### Problem to work on
Go through the data below and count every line that has the word "KeepAliveStream". Return only the count.

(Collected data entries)
::::

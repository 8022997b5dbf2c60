//! 键值存储抽象
//!
//! 注册中心只依赖这里定义的操作集合，etcd 与内存实现都满足同样的语义：
//! - `watch_prefix` 返回的初始列表与事件流之间不丢事件
//! - 同一前缀的事件按存储写入顺序送达
//! - `keep_alive_once` 在租约已失效时返回 [`RegistryError::LeaseNotFound`]
//!
//! [`RegistryError::LeaseNotFound`]: crate::error::RegistryError::LeaseNotFound

pub mod etcd;
pub mod memory;

pub use etcd::EtcdStore;
pub use memory::{MemoryStore, StoreOp};

use async_trait::async_trait;
use futures::stream::BoxStream;

use crate::error::Result;

/// 租约 ID
pub type LeaseId = i64;

/// 键值对
#[derive(Debug, Clone, PartialEq, Eq)]
pub struct KeyValue {
    pub key: String,
    pub value: Vec<u8>,
}

impl KeyValue {
    pub fn new(key: impl Into<String>, value: impl Into<Vec<u8>>) -> Self {
        Self {
            key: key.into(),
            value: value.into(),
        }
    }

    pub fn value_str(&self) -> String {
        String::from_utf8_lossy(&self.value).into_owned()
    }
}

/// 事件类型
#[derive(Debug, Clone, Copy, PartialEq, Eq)]
pub enum EventType {
    Put,
    /// 删除事件不携带 value
    Delete,
}

/// 监听事件
#[derive(Debug, Clone, PartialEq, Eq)]
pub struct WatchEvent {
    pub event_type: EventType,
    pub kv: KeyValue,
}

impl WatchEvent {
    pub fn put(key: impl Into<String>, value: impl Into<Vec<u8>>) -> Self {
        Self {
            event_type: EventType::Put,
            kv: KeyValue::new(key, value),
        }
    }

    pub fn delete(key: impl Into<String>) -> Self {
        Self {
            event_type: EventType::Delete,
            kv: KeyValue::new(key, Vec::new()),
        }
    }
}

/// 续约应答
#[derive(Debug, Clone, Copy, PartialEq, Eq)]
pub struct KeepAliveAck {
    pub lease_id: LeaseId,
    /// 服务端剩余 TTL（秒）
    pub ttl: i64,
}

/// 事件流，连接断开或服务端取消后结束
pub type EventStream = BoxStream<'static, WatchEvent>;

/// 续约应答流，租约失效或连接断开后结束
pub type KeepAliveStream = BoxStream<'static, KeepAliveAck>;

/// 前缀监听结果
pub struct PrefixWatch {
    /// 监听建立时前缀下的全部键值
    pub initial: Vec<KeyValue>,
    /// 初始列表对应的存储版本号
    pub revision: i64,
    /// 之后的增量事件
    pub events: EventStream,
}

/// 键值存储 trait
///
/// 注意：由于需要动态分发（dyn），使用 async-trait
#[async_trait]
pub trait KvStore: Send + Sync {
    /// 读取 key，`prefix` 为 true 时按前缀读取
    async fn get(&self, key: &str, prefix: bool) -> Result<Vec<KeyValue>>;

    /// 写入 key，可选绑定租约
    async fn put(&self, key: &str, value: Vec<u8>, lease: Option<LeaseId>) -> Result<()>;

    /// 删除 key，key 不存在时不报错
    async fn delete(&self, key: &str) -> Result<()>;

    /// 监听前缀：返回当前全部键值和之后的事件流
    async fn watch_prefix(&self, prefix: &str) -> Result<PrefixWatch>;

    /// 授予租约
    async fn grant(&self, ttl: i64) -> Result<LeaseId>;

    /// 持续续约，返回应答流
    async fn keep_alive(&self, lease: LeaseId) -> Result<KeepAliveStream>;

    /// 单次续约，用作租约存活探测
    async fn keep_alive_once(&self, lease: LeaseId) -> Result<KeepAliveAck>;

    /// 撤销租约，绑定在租约上的 key 一并删除
    async fn revoke(&self, lease: LeaseId) -> Result<()>;
}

::::

### The answer
2